▶ Problem to work on
Nothing in the entries may be dropped: restate them word for word.

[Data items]
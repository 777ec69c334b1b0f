//! Gaussian (normal) delay distribution
//!
//! Delays cluster around a mean with a configurable spread. Samples below zero
//! are clamped to zero, so a wide spread around a small mean skews short.
//!
//! # Example
//!
//! ```
//! use philosophers::distribution::{DelaySource, gaussian::GaussianDelay};
//!
//! // Around 500ms, most samples within +/- 100ms
//! let mut think = GaussianDelay::new(500_000, 100_000).unwrap();
//! let _delay = think.next_delay();
//! ```

use super::DelaySource;
use crate::Result;
use rand::SeedableRng;
use rand_distr::{Distribution, Normal};
use rand_xoshiro::Xoshiro256PlusPlus;
use std::time::Duration;

/// Normally distributed delay, in microseconds
pub struct GaussianDelay {
    normal: Normal<f64>,
    rng: Xoshiro256PlusPlus,
}

impl GaussianDelay {
    /// Create a new gaussian delay with random seed
    pub fn new(mean_us: u64, stddev_us: u64) -> Result<Self> {
        Self::with_rng(mean_us, stddev_us, Xoshiro256PlusPlus::from_entropy())
    }

    /// Create a new gaussian delay with specific seed
    pub fn with_seed(mean_us: u64, stddev_us: u64, seed: u64) -> Result<Self> {
        Self::with_rng(mean_us, stddev_us, Xoshiro256PlusPlus::seed_from_u64(seed))
    }

    fn with_rng(mean_us: u64, stddev_us: u64, rng: Xoshiro256PlusPlus) -> Result<Self> {
        let normal = Normal::new(mean_us as f64, stddev_us as f64)
            .map_err(|e| anyhow::anyhow!("Invalid gaussian delay parameters: {}", e))?;
        Ok(Self { normal, rng })
    }
}

impl DelaySource for GaussianDelay {
    fn next_delay(&mut self) -> Duration {
        let us = self.normal.sample(&mut self.rng);
        Duration::from_micros(us.max(0.0) as u64)
    }
}

#[cfg(test)]
mod tests {
    use super::*;

    #[test]
    fn test_gaussian_delay_seeded() {
        let mut a = GaussianDelay::with_seed(10_000, 2_000, 12345).unwrap();
        let mut b = GaussianDelay::with_seed(10_000, 2_000, 12345).unwrap();

        for _ in 0..10 {
            assert_eq!(a.next_delay(), b.next_delay());
        }
    }

    #[test]
    fn test_gaussian_delay_clusters_around_mean() {
        let mut delay = GaussianDelay::with_seed(10_000, 1_000, 42).unwrap();
        let samples: Vec<u128> = (0..2000).map(|_| delay.next_delay().as_micros()).collect();

        let mean = samples.iter().sum::<u128>() as f64 / samples.len() as f64;
        assert!((mean - 10_000.0).abs() < 200.0, "mean {} too far from 10000", mean);

        // Roughly 95% within two standard deviations
        let within = samples.iter().filter(|&&us| (8_000..=12_000).contains(&us)).count();
        assert!(within > 1800, "only {} of 2000 samples within 2 sigma", within);
    }

    #[test]
    fn test_gaussian_delay_never_negative() {
        // Mean near zero with a large spread: half the raw samples are negative
        let mut delay = GaussianDelay::with_seed(10, 10_000, 7).unwrap();
        let zeros = (0..1000).filter(|_| delay.next_delay() == Duration::ZERO).count();
        assert!(zeros > 300);
    }

    #[test]
    fn test_gaussian_delay_zero_stddev() {
        let mut delay = GaussianDelay::with_seed(750, 0, 1).unwrap();
        assert_eq!(delay.next_delay(), Duration::from_micros(750));
    }
}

▶ Solved exercise
repository 777ec69c334b1b0f
//! Gaussian (normal) delay distribution
//!
//! Delays cluster around a mean with a configurable spread. Samples below zero
//! are clamped to zero, so a wide spread around a small mean skews short.
//!
//! # Example
//!
//! ```
//! use philosophers::distribution::{DelaySource, gaussian::GaussianDelay};
//!
//! // Around 500ms, most samples within +/- 100ms
//! let mut think = GaussianDelay::new(500_000, 100_000).unwrap();
//! let _delay = think.next_delay();
//! ```

use super::DelaySource;
use crate::Result;
use rand::SeedableRng;
use rand_distr::{Distribution, Normal};
use rand_xoshiro::Xoshiro256PlusPlus;
use std::time::Duration;

/// Normally distributed delay, in microseconds
pub struct GaussianDelay {
    normal: Normal<f64>,
    rng: Xoshiro256PlusPlus,
}

impl GaussianDelay {
    /// Create a new gaussian delay with random seed
    pub fn new(mean_us: u64, stddev_us: u64) -> Result<Self> {
        Self::with_rng(mean_us, stddev_us, Xoshiro256PlusPlus::from_entropy())
    }

    /// Create a new gaussian delay with specific seed
    pub fn with_seed(mean_us: u64, stddev_us: u64, seed: u64) -> Result<Self> {
        Self::with_rng(mean_us, stddev_us, Xoshiro256PlusPlus::seed_from_u64(seed))
    }

    fn with_rng(mean_us: u64, stddev_us: u64, rng: Xoshiro256PlusPlus) -> Result<Self> {
        let normal = Normal::new(mean_us as f64, stddev_us as f64)
            .map_err(|e| anyhow::anyhow!("Invalid gaussian delay parameters: {}", e))?;
        Ok(Self { normal, rng })
    }
}

impl DelaySource for GaussianDelay {
    fn next_delay(&mut self) -> Duration {
        let us = self.normal.sample(&mut self.rng);
        Duration::from_micros(us.max(0.0) as u64)
    }
}

#[cfg(test)]
mod tests {
    use super::*;

    #[test]
    fn test_gaussian_delay_seeded() {
        let mut a = GaussianDelay::with_seed(10_000, 2_000, 12345).unwrap();
        let mut b = GaussianDelay::with_seed(10_000, 2_000, 12345).unwrap();

        for _ in 0..10 {
            assert_eq!(a.next_delay(), b.next_delay());
        }
    }

    #[test]
    fn test_gaussian_delay_clusters_around_mean() {
        let mut delay = GaussianDelay::with_seed(10_000, 1_000, 42).unwrap();
        let samples: Vec<u128> = (0..2000).map(|_| delay.next_delay().as_micros()).collect();

        let mean = samples.iter().sum::<u128>() as f64 / samples.len() as f64;
        assert!((mean - 10_000.0).abs() < 200.0, "mean {} too far from 10000", mean);

        // Roughly 95% within two standard deviations
        let within = samples.iter().filter(|&&us| (8_000..=12_000).contains(&us)).count();
        assert!(within > 1800, "only {} of 2000 samples within 2 sigma", within);
    }

    #[test]
    fn test_gaussian_delay_never_negative() {
        // Mean near zero with a large spread: half the raw samples are negative
        let mut delay = GaussianDelay::with_seed(10, 10_000, 7).unwrap();
        let zeros = (0..1000).filter(|_| delay.next_delay() == Duration::ZERO).count();
        assert!(zeros > 300);
    }

    #[test]
    fn test_gaussian_delay_zero_stddev() {
        let mut delay = GaussianDelay::with_seed(750, 0, 1).unwrap();
        assert_eq!(delay.next_delay(), Duration::from_micros(750));
    }
}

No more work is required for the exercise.